My audible groan is not appreciated. They are looking at me without warmth.
I slightly surprise myself – oh, bugger. Did I make that noise out loud?
What is on the table at this particular design meeting is the integration of a case study. This case study, or variations of it, has been used for the past 4 years with great success. It enables a venerated Professor type from London School of Harvard Tech or wherever to join the programme and work with the leaders. He talks them through something about growth in emerging markets. It’s interesting. They do stuff on it. They discuss and puzzle. They learn.
I really like the Prof – he’s looks good for his age (I’m guessing 60?) and has been doing this leadership stuff for over 30 years all over the world. We have this amazing conversation about a recent Desert Walk he undertook. I totally get why we want to work with him. He’s charming and experienced and avuncular – a natural mentor for the guys trying to create growth in emerging markets. A foil for the raw ambition 70-hours-a-week behaviours that are happening.

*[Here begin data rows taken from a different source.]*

//! # digits-calculator — Small, checked numeric routines for Rust
//!
//! A compact library of stateless numeric routines with typed failures:
//!
//! - **π approximation** by partial sums of the Leibniz series
//! - **Matrix multiplication** with emptiness, shape, and dimension checks
//! - **Safe division** that rejects a zero divisor
//! - **Safe square root** that rejects negative input
//! - **Factorial** in arbitrary precision, plus a checked `u64` variant
//! - **Big sums** of unbounded non-negative integers, rendered as decimal text
//!
//! Every routine is a pure function of its arguments. There is no shared
//! state, so all of them may be called concurrently without coordination.
//!
//! ## Quick Start
//!
//! ```rust
//! use digits_calculator::prelude::*;
//!
//! let pi = calculate_pi(1_000_000);
//! assert!((pi - std::f64::consts::PI).abs() < 1e-3);
//!
//! let a = vec![vec![1.0, 2.0], vec![3.0, 4.0]];
//! let b = vec![vec![5.0, 6.0], vec![7.0, 8.0]];
//! assert_eq!(matrix_multiply(&a, &b)?, vec![vec![19.0, 22.0], vec![43.0, 50.0]]);
//!
//! assert_eq!(divide(10.0, -2.0)?, -5.0);
//! assert_eq!(safe_sqrt(16.0)?, 4.0);
//! assert_eq!(factorial(10)?.to_string(), "3628800");
//! assert_eq!(sum_as_string(999_999_999u64, 1u64), "1000000000");
//! # Result::<(), DigitsError>::Ok(())
//! ```
//!
//! ## Result and Error Handling
//!
//! Fallible routines return `Result<_, DigitsError>`. Each precondition maps to
//! exactly one variant, so callers can handle failures distinctly:
//!
//! | Routine | Failure |
//! |---------|---------|
//! | [`matrix_multiply`](prelude::matrix_multiply) | `EmptyMatrix`, `RaggedMatrix`, `DimensionMismatch` |
//! | [`divide`](prelude::divide) | `DivisionByZero` |
//! | [`safe_sqrt`](prelude::safe_sqrt) | `NegativeRadicand` |
//! | [`factorial`](prelude::factorial) | `NegativeArgument` |
//! | [`checked_factorial`](prelude::checked_factorial) | `NegativeArgument`, `FactorialOverflow` |
//! | [`sum_decimal_strings`](prelude::sum_decimal_strings) | `InvalidInteger` |
//!
//! ```rust
//! use digits_calculator::prelude::*;
//!
//! match divide(1.0, 0.0) {
//!     Ok(q) => println!("quotient: {}", q),
//!     Err(DigitsError::DivisionByZero) => eprintln!("refusing to divide by zero"),
//!     Err(e) => eprintln!("unexpected: {}", e),
//! }
//! ```
//!
//! ## Precision
//!
//! - Float routines are generic over [`num_traits::Float`], so `f32` and `f64`
//!   both work.
//! - The Leibniz series is summed term by term in increasing order, so results
//!   are reproducible bit for bit.
//! - Matrix inner products are accumulated in natural index order.
//! - Factorials and sums use [`num_bigint::BigUint`] and never overflow.
//!
//! ## Logging
//!
//! Rejected inputs emit `debug` events and accepted computations emit `trace`
//! events through [`tracing`]. The crate installs no subscriber; events cost
//! nothing unless the host application enables one.
//!
//! ## Minimal Usage (no_std / Embedded)
//!
//! Disable default features to remove the standard library dependency
//! (`alloc` is still required for result matrices and big integers):
//!
//! ```toml
//! [dependencies]
//! digits-calculator = { version = "0.1", default-features = false }
//! ```
//!
//! ## License
//!
//! See the repository for license information and contribution guidelines.

#![cfg_attr(not(feature = "std"), no_std)]
#![deny(missing_docs)]

#[cfg(not(feature = "std"))]
extern crate alloc;

// ============================================================================
// Internal Modules
// ============================================================================

// Layer 1: Primitives - data types shared by every layer.
//
// Contains the crate-wide error type (`DigitsError`) and matrix descriptors
// (`Shape`, `Operand`).
mod primitives;

// Layer 2: Math - pure numeric kernels.
//
// Contains the Leibniz series, matrix product, division and square root,
// factorials, and big-integer sums. Kernels assume validated input.
mod math;

// Layer 3: Engine - input validation.
//
// Contains the `Validator` run by every public routine before a kernel.
mod engine;

// Layer 4: API - public routines.
//
// Validates inputs and dispatches to the math kernels.
mod api;

// ============================================================================
// Prelude
// ============================================================================

/// Standard prelude.
///
/// This module is intended to be wildcard-imported for convenient access
/// to every routine and type:
///
/// ```
/// use digits_calculator::prelude::*;
/// ```
pub mod prelude {
    pub use crate::api::{
        DigitsError, Operand, Shape, calculate_pi, checked_factorial, divide, factorial,
        identity, matrix_multiply, safe_sqrt, sum_as_string, sum_decimal_strings,
    };
    pub use num_bigint::BigUint;
}

pub use prelude::*;

// ============================================================================
// Testing re-exports
// ============================================================================

/// Internal modules for development and testing.
///
/// This module re-exports internal modules for development and testing purposes.
/// It is only available with the `dev` feature enabled.
///
/// **Warning**: These are internal implementation details and may change without notice.
/// Do not use in production code.
#[cfg(feature = "dev")]
pub mod internals {
    /// Internal primitive types.
    pub mod primitives {
        pub use crate::primitives::*;
    }
    /// Internal math kernels.
    pub mod math {
        pub use crate::math::*;
    }
    /// Internal validation engine.
    pub mod engine {
        pub use crate::engine::*;
    }
    /// Internal API.
    pub mod api {
        pub use crate::api::*;
    }
}
//! Dense matrix product over row-major nested rows.
//!
//! ## Purpose
//!
//! This module multiplies two rectangular matrices stored as sequences of
//! rows, and builds identity matrices.
//!
//! ## Design notes
//!
//! * **Storage**: Any `&[R]` with `R: AsRef<[T]>` is accepted for either
//!   operand, so nested `Vec`s, fixed-size arrays, and borrowed slices all
//!   work unchanged.
//! * **Accumulation order**: Row-major over the output; each inner product is
//!   accumulated from zero in natural `k = 0..inner` order, which keeps
//!   rounding reproducible.
//! * **Preconditions**: Inputs are assumed validated (non-empty, rectangular,
//!   compatible inner dimension). See `engine::validator`.
//!
//! ## Non-goals
//!
//! * This module does not block, tile, or vectorize the product.

// Feature-gated imports
#[cfg(not(feature = "std"))]
use alloc::vec::Vec;
#[cfg(feature = "std")]
use std::vec::Vec;

// External dependencies
use num_traits::Float;

// Internal dependencies
use crate::primitives::matrix::Shape;

// ============================================================================
// Matrix Product
// ============================================================================

/// Compute `a * b` for matrices of the given, already validated, shapes.
///
/// # Formula
///
/// ```text
/// c[i][j] = sum_{k=0}^{inner-1} a[i][k] * b[k][j]
/// ```
pub fn multiply<T, RA, RB>(a: &[RA], b: &[RB], left: Shape, right: Shape) -> Vec<Vec<T>>
where
    T: Float,
    RA: AsRef<[T]>,
    RB: AsRef<[T]>,
{
    let out = left.product(&right);
    let mut result = Vec::with_capacity(out.rows);

    for a_row in a {
        let a_row: &[T] = a_row.as_ref();
        let mut row = Vec::with_capacity(out.cols);
        for j in 0..out.cols {
            let mut sum = T::zero();
            for (&a_ik, b_row) in a_row.iter().zip(b) {
                sum = sum + a_ik * b_row.as_ref()[j];
            }
            row.push(sum);
        }
        result.push(row);
    }

    result
}

/// Build the `n x n` identity matrix.
pub fn identity<T: Float>(n: usize) -> Vec<Vec<T>> {
    (0..n)
        .map(|i| {
            (0..n)
                .map(|j| if i == j { T::one() } else { T::zero() })
                .collect()
        })
        .collect()
}
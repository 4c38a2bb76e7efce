pub mod images;
pub mod text;

#[cfg(test)]
mod tests;

use reqwest::Url;
use serde::{Deserialize, Serialize};
use std::time::Duration;
use tracing::info;

use crate::browser::RenderSession;
use crate::error::{PipelineError, Result};
use crate::pipeline::{DiagnosticsRecorder, Stage};

pub use images::{select_images, ImageFilter, ImageScraper};
pub use text::{HtmlTextExtractor, PageText, TextScraper};

#[derive(Debug, Clone, Copy, PartialEq, Eq, Serialize, Deserialize)]
pub struct Dimensions {
    pub width: u32,
    pub height: u32,
}

impl Dimensions {
    pub fn area(&self) -> u64 {
        self.width as u64 * self.height as u64
    }
}

#[derive(Debug, Clone, PartialEq, Serialize, Deserialize)]
pub struct ScrapedImage {
    pub source_url: String,
    pub image_url: String,
    #[serde(default, skip_serializing_if = "Option::is_none")]
    pub dimensions: Option<Dimensions>,
    #[serde(default, skip_serializing_if = "Option::is_none")]
    pub alt_text: Option<String>,
    #[serde(default, skip_serializing_if = "Option::is_none")]
    pub title: Option<String>,
}

pub(crate) fn validate_scrape_input(url: &str, timeout: Duration) -> Result<Url> {
    if timeout.is_zero() {
        return Err(PipelineError::InvalidRequest("timeout must be greater than 0".to_string()));
    }
    crate::pipeline::parse_absolute_url(url)
}

/// Navigates, retrying a timed-out navigation once with double the timeout.
pub(crate) async fn load_page(
    session: &mut dyn RenderSession,
    url: &Url,
    timeout: Duration,
    stage: Stage,
    diagnostics: &DiagnosticsRecorder,
) -> Result<()> {
    match session.navigate(url, timeout).await {
        Err(PipelineError::NavigationTimeout { .. }) => {
            let retry_timeout = timeout * 2;
            diagnostics
                .retry(
                    stage,
                    format!("navigation to {} timed out after {:?}, retrying with {:?}", url, timeout, retry_timeout),
                )
                .await;
            session.navigate(url, retry_timeout).await
        }
        other => other,
    }?;

    info!("Loaded {} in session {}", url, session.id());
    Ok(())
}
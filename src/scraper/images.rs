use reqwest::Url;
use std::collections::HashSet;
use std::sync::Arc;
use std::time::Duration;
use tracing::{debug, info};

use crate::browser::{release_session, ImageElement, RenderSession, RenderingBackend};
use crate::config::ScraperConfig;
use crate::error::Result;
use crate::pipeline::{DiagnosticsRecorder, Stage};
use crate::scraper::{load_page, validate_scrape_input, Dimensions, ScrapedImage};

/// Inline images shorter than this are placeholders, not content.
const MIN_DATA_URI_LEN: usize = 1000;

#[derive(Debug, Clone)]
pub struct ImageFilter {
    pub min_area: u64,
    pub skip_extensions: Vec<String>,
}

impl ImageFilter {
    pub fn from_config(config: &ScraperConfig) -> Self {
        Self {
            min_area: config.min_image_area,
            skip_extensions: config.skip_extensions.iter().map(|e| e.to_lowercase()).collect(),
        }
    }

    fn skips_extension(&self, candidate: &str) -> bool {
        let lower = candidate.to_lowercase();
        if let Some(rest) = lower.strip_prefix("data:image/") {
            return self.skip_extensions.iter().any(|ext| rest.starts_with(ext.as_str()));
        }
        let path = lower.split(['?', '#']).next().unwrap_or("");
        self.skip_extensions
            .iter()
            .any(|ext| path.ends_with(&format!(".{}", ext)))
    }
}

pub struct ImageScraper {
    backend: Arc<dyn RenderingBackend>,
    config: ScraperConfig,
    filter: ImageFilter,
}

impl ImageScraper {
    pub fn new(backend: Arc<dyn RenderingBackend>, config: ScraperConfig) -> Self {
        let filter = ImageFilter::from_config(&config);
        Self { backend, config, filter }
    }

    /// Returns at most `max_images` qualifying images in document order.
    /// An empty result is not an error.
    pub async fn scrape_images(
        &self,
        url: &str,
        max_images: usize,
        timeout: Duration,
        diagnostics: &DiagnosticsRecorder,
    ) -> Result<Vec<ScrapedImage>> {
        let page_url = validate_scrape_input(url, timeout)?;
        if max_images == 0 {
            debug!("max_images is 0, skipping image scrape for {}", page_url);
            return Ok(Vec::new());
        }

        let mut session = self.backend.open_session().await?;
        let outcome = self
            .collect(session.as_mut(), &page_url, max_images, timeout, diagnostics)
            .await;
        release_session(session).await;

        let images = outcome?;
        if images.is_empty() {
            info!("No qualifying images found on {}", page_url);
        } else {
            info!("Scraped {} images from {}", images.len(), page_url);
        }
        Ok(images)
    }

    async fn collect(
        &self,
        session: &mut dyn RenderSession,
        page_url: &Url,
        max_images: usize,
        timeout: Duration,
        diagnostics: &DiagnosticsRecorder,
    ) -> Result<Vec<ScrapedImage>> {
        load_page(session, page_url, timeout, Stage::Scrape, diagnostics).await?;
        session.settle(self.config.settle_delay, self.config.max_scrolls).await?;

        let elements = session.image_elements().await?;
        debug!("Found {} image elements on {}", elements.len(), page_url);

        Ok(select_images(page_url, &elements, max_images, &self.filter))
    }
}

/// Resolves, filters and de-duplicates image elements, keeping document order.
pub fn select_images(
    page_url: &Url,
    elements: &[ImageElement],
    max_images: usize,
    filter: &ImageFilter,
) -> Vec<ScrapedImage> {
    let mut seen = HashSet::new();
    let mut images = Vec::new();

    for element in elements {
        if images.len() >= max_images {
            break;
        }

        let Some(candidate) = pick_source(element) else {
            continue;
        };

        if filter.skips_extension(&candidate) {
            debug!("Skipping image with filtered extension: {}", candidate);
            continue;
        }

        let Some(image_url) = resolve_image_url(page_url, &candidate) else {
            continue;
        };

        let dimensions = element_dimensions(element);
        if let Some(dims) = dimensions {
            if dims.area() < filter.min_area {
                debug!("Skipping small image {} ({}x{})", image_url, dims.width, dims.height);
                continue;
            }
        }

        if !seen.insert(image_url.clone()) {
            continue;
        }

        images.push(ScrapedImage {
            source_url: page_url.to_string(),
            image_url,
            dimensions,
            alt_text: non_empty(element.alt.as_deref()),
            title: non_empty(element.title.as_deref()),
        });
    }

    images
}

fn pick_source(element: &ImageElement) -> Option<String> {
    let src = element.src.as_deref().map(str::trim).filter(|s| !s.is_empty());
    let placeholder = match src {
        None => true,
        Some(s) => s.to_lowercase().ends_with(".gif") || s.starts_with("data:image/gif"),
    };

    if placeholder {
        if let Some(lazy) = element.lazy_src.as_deref().and_then(first_srcset_candidate) {
            return Some(lazy);
        }
    }
    src.map(str::to_string)
}

/// `a.jpg 1x, b.jpg 2x` -> `a.jpg`; plain URLs pass through.
fn first_srcset_candidate(value: &str) -> Option<String> {
    let value = value.trim();
    if value.starts_with("data:") {
        return Some(value.to_string());
    }
    value
        .split(',')
        .next()
        .and_then(|entry| entry.split_whitespace().next())
        .map(str::to_string)
}

fn resolve_image_url(page_url: &Url, candidate: &str) -> Option<String> {
    if candidate.starts_with("data:") {
        return (candidate.len() >= MIN_DATA_URI_LEN).then(|| candidate.to_string());
    }

    let resolved = page_url.join(candidate).ok()?;
    match resolved.scheme() {
        "http" | "https" => Some(resolved.to_string()),
        _ => None,
    }
}

fn element_dimensions(element: &ImageElement) -> Option<Dimensions> {
    if element.natural_width > 0 && element.natural_height > 0 {
        Some(Dimensions {
            width: element.natural_width,
            height: element.natural_height,
        })
    } else if element.rendered_width > 0 && element.rendered_height > 0 {
        Some(Dimensions {
            width: element.rendered_width,
            height: element.rendered_height,
        })
    } else {
        // not loaded yet (lazy); size unknown
        None
    }
}

fn non_empty(value: Option<&str>) -> Option<String> {
    value.map(str::trim).filter(|v| !v.is_empty()).map(str::to_string)
}
//! Minimal ISO-BMFF reader for the movie header duration.

const BOX_HEADER: usize = 8;

/// Duration in seconds from `moov/mvhd`, if the bytes carry one.
pub fn mvhd_duration_seconds(bytes: &[u8]) -> Option<f64> {
    let moov = find_box(bytes, b"moov")?;
    let mvhd = find_box(moov, b"mvhd")?;

    let version = *mvhd.first()?;
    let (timescale, duration) = match version {
        0 => (read_u32(mvhd, 12)? as u64, read_u32(mvhd, 16)? as u64),
        1 => (read_u32(mvhd, 20)? as u64, read_u64(mvhd, 24)?),
        _ => return None,
    };

    if timescale == 0 || duration == u32::MAX as u64 || duration == u64::MAX {
        return None;
    }
    Some(duration as f64 / timescale as f64)
}

/// Payload of the first child box named `kind`.
fn find_box<'a>(mut data: &'a [u8], kind: &[u8; 4]) -> Option<&'a [u8]> {
    while data.len() >= BOX_HEADER {
        let size32 = read_u32(data, 0)? as u64;
        let name = &data[4..8];

        let (header, size) = match size32 {
            0 => (BOX_HEADER, data.len() as u64),
            1 => (BOX_HEADER + 8, read_u64(data, 8)?),
            n => (BOX_HEADER, n),
        };

        let size = usize::try_from(size).ok()?;
        if size < header || size > data.len() {
            return None;
        }

        if name == kind {
            return Some(&data[header..size]);
        }
        data = &data[size..];
    }
    None
}

fn read_u32(data: &[u8], offset: usize) -> Option<u32> {
    let bytes = data.get(offset..offset + 4)?;
    Some(u32::from_be_bytes(bytes.try_into().ok()?))
}

fn read_u64(data: &[u8], offset: usize) -> Option<u64> {
    let bytes = data.get(offset..offset + 8)?;
    Some(u64::from_be_bytes(bytes.try_into().ok()?))
}

#[cfg(test)]
pub(crate) fn test_movie(timescale: u32, duration: u32) -> Vec<u8> {
    fn boxed(kind: &[u8; 4], payload: &[u8]) -> Vec<u8> {
        let mut out = ((payload.len() + 8) as u32).to_be_bytes().to_vec();
        out.extend_from_slice(kind);
        out.extend_from_slice(payload);
        out
    }

    let mut mvhd = vec![0u8; 4]; // version 0, no flags
    mvhd.extend_from_slice(&0u32.to_be_bytes());
    mvhd.extend_from_slice(&0u32.to_be_bytes());
    mvhd.extend_from_slice(&timescale.to_be_bytes());
    mvhd.extend_from_slice(&duration.to_be_bytes());
    mvhd.extend_from_slice(&[0u8; 80]);

    let mut movie = boxed(b"ftyp", b"isomiso2mp41");
    movie.extend(boxed(b"free", &[0u8; 16]));
    movie.extend(boxed(b"moov", &boxed(b"mvhd", &mvhd)));
    movie.extend(boxed(b"mdat", &[7u8; 64]));
    movie
}

#[cfg(test)]
mod tests {
    use super::*;

    #[test]
    fn test_reads_version0_duration() {
        assert_eq!(mvhd_duration_seconds(&test_movie(1000, 5200)), Some(5.2));
        assert_eq!(mvhd_duration_seconds(&test_movie(16, 80)), Some(5.0));
    }

    #[test]
    fn test_non_movie_bytes() {
        assert_eq!(mvhd_duration_seconds(b""), None);
        assert_eq!(mvhd_duration_seconds(b"\x00\x00\x00\x18ftypmp42fake-video-bytes"), None);
        assert_eq!(mvhd_duration_seconds(&test_movie(0, 100)), None);
    }

    #[test]
    fn test_truncated_box_is_rejected() {
        let mut movie = test_movie(1000, 5000);
        // cut inside moov
        movie.truncate(movie.len() - 120);
        assert_eq!(mvhd_duration_seconds(&movie), None);
    }
}
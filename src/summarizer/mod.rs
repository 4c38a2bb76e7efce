pub mod gemini;

use async_trait::async_trait;
use serde::{Deserialize, Serialize};
use std::sync::Arc;
use std::time::Duration;
use tracing::info;

use crate::error::{PipelineError, Result};
use crate::pipeline::{DiagnosticsRecorder, Stage};
use crate::scraper::text::collapse_whitespace;
use crate::scraper::{PageText, TextScraper};

pub use gemini::GeminiSummarizer;

#[derive(Debug, Clone, Copy, PartialEq, Eq, Serialize, Deserialize)]
#[serde(rename_all = "snake_case")]
pub enum SummaryMethod {
    Model,
    Truncated,
    Placeholder,
}

#[derive(Debug, Clone, PartialEq, Serialize, Deserialize)]
pub struct PageSummary {
    pub raw_text: String,
    pub summary_text: String,
    #[serde(default, skip_serializing_if = "Option::is_none")]
    pub token_count: Option<usize>,
    #[serde(default, skip_serializing_if = "Option::is_none")]
    pub title: Option<String>,
    pub method: SummaryMethod,
}

impl PageSummary {
    pub fn placeholder(placeholder: &str) -> Self {
        Self {
            raw_text: String::new(),
            summary_text: placeholder.to_string(),
            token_count: None,
            title: None,
            method: SummaryMethod::Placeholder,
        }
    }
}

#[async_trait]
pub trait Summarizer: Send + Sync {
    fn name(&self) -> &str;

    /// Condenses page text to at most `max_chars` characters. Implementations
    /// may overshoot; callers re-bound the result.
    async fn summarize(&self, text: &PageText, max_chars: usize) -> Result<String>;
}

/// Deterministic summarizer used directly or as the fallback.
pub struct TruncatingSummarizer;

#[async_trait]
impl Summarizer for TruncatingSummarizer {
    fn name(&self) -> &str {
        "truncate"
    }

    async fn summarize(&self, text: &PageText, max_chars: usize) -> Result<String> {
        Ok(truncate_summary(&text.all_text(), max_chars))
    }
}

/// Bounds `text` to `max_chars` characters: whitespace collapsed, cut at the
/// last sentence end in the second half of the window, else the last word
/// boundary, else hard.
pub fn truncate_summary(text: &str, max_chars: usize) -> String {
    let normalized = collapse_whitespace(text);
    if normalized.chars().count() <= max_chars {
        return normalized;
    }

    let cut: String = normalized.chars().take(max_chars).collect();

    if let Some(idx) = cut.rfind(['.', '!', '?']) {
        if idx + 1 >= cut.len() / 2 {
            return cut[..=idx].to_string();
        }
    }

    match cut.rfind(char::is_whitespace) {
        Some(idx) if idx > 0 => cut[..idx].trim_end().to_string(),
        _ => cut,
    }
}

/// Text Extractor/Summarizer stage: scrape text in its own browser session,
/// then summarize with the configured model, falling back to truncation.
pub struct TextSummarizer {
    scraper: TextScraper,
    summarizer: Option<Arc<dyn Summarizer>>,
}

impl TextSummarizer {
    pub fn new(scraper: TextScraper, summarizer: Option<Arc<dyn Summarizer>>) -> Self {
        Self { scraper, summarizer }
    }

    /// `EmptyContent` when the page has no extractable text; the caller picks
    /// the placeholder. Other errors mean extraction itself failed.
    pub async fn extract_and_summarize(
        &self,
        url: &str,
        max_summary_length: usize,
        timeout: Duration,
        diagnostics: &DiagnosticsRecorder,
    ) -> Result<PageSummary> {
        if max_summary_length == 0 {
            return Err(PipelineError::InvalidRequest(
                "max_summary_length must be greater than 0".to_string(),
            ));
        }

        let text = self.scraper.scrape_text(url, timeout, diagnostics).await?;
        if text.is_empty() {
            return Err(PipelineError::EmptyContent);
        }

        let raw_text = text.all_text();
        let token_count = Some(raw_text.split_whitespace().count());

        let (summary_text, method) = match &self.summarizer {
            Some(summarizer) => match summarizer.summarize(&text, max_summary_length).await {
                Ok(summary) if !summary.trim().is_empty() => {
                    (truncate_summary(&summary, max_summary_length), SummaryMethod::Model)
                }
                Ok(_) => {
                    diagnostics
                        .fallback(
                            Stage::Extract,
                            format!("{} returned an empty summary; truncating raw text", summarizer.name()),
                        )
                        .await;
                    (truncate_summary(&raw_text, max_summary_length), SummaryMethod::Truncated)
                }
                Err(e) => {
                    diagnostics
                        .fallback(Stage::Extract, format!("{}; truncating raw text", e))
                        .await;
                    (truncate_summary(&raw_text, max_summary_length), SummaryMethod::Truncated)
                }
            },
            None => {
                diagnostics
                    .fallback(Stage::Extract, "no summarizer configured; truncating raw text")
                    .await;
                (truncate_summary(&raw_text, max_summary_length), SummaryMethod::Truncated)
            }
        };

        info!("Summary for {} ({:?}): {}", url, method, summary_text);

        Ok(PageSummary {
            raw_text,
            summary_text,
            token_count,
            title: text.title,
            method,
        })
    }
}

And I’m groaning because to the depths of my soul I believe that what would be most in service to this group of leaders, is not another technical, building mind-muscle challenge. They’ve got this. They are a smart, committed, fairly hungry ( if a little knackered) group. They can think their way through complex, VUCA whatever conditions. Demonstrably? They are all OVER that stuff.
What this group of leaders is lacking is joined-upness and trust in each other. The emotional maturity to share without churlishness. The empathy to understand how their behaviour impacts on their team and the grace to accept that sometimes, it’s not great.
The willingness to admit they are scared to let something go, because their need to be perfect and capable and strong means failure is not an option….even though that need is waking them up at 3am and they are a shell the next day, ergo more like to fail.
The recognition that their deep need to always be right and clever means someone else has to be wrong and stupid – and that sometimes, that’s a shitty choice.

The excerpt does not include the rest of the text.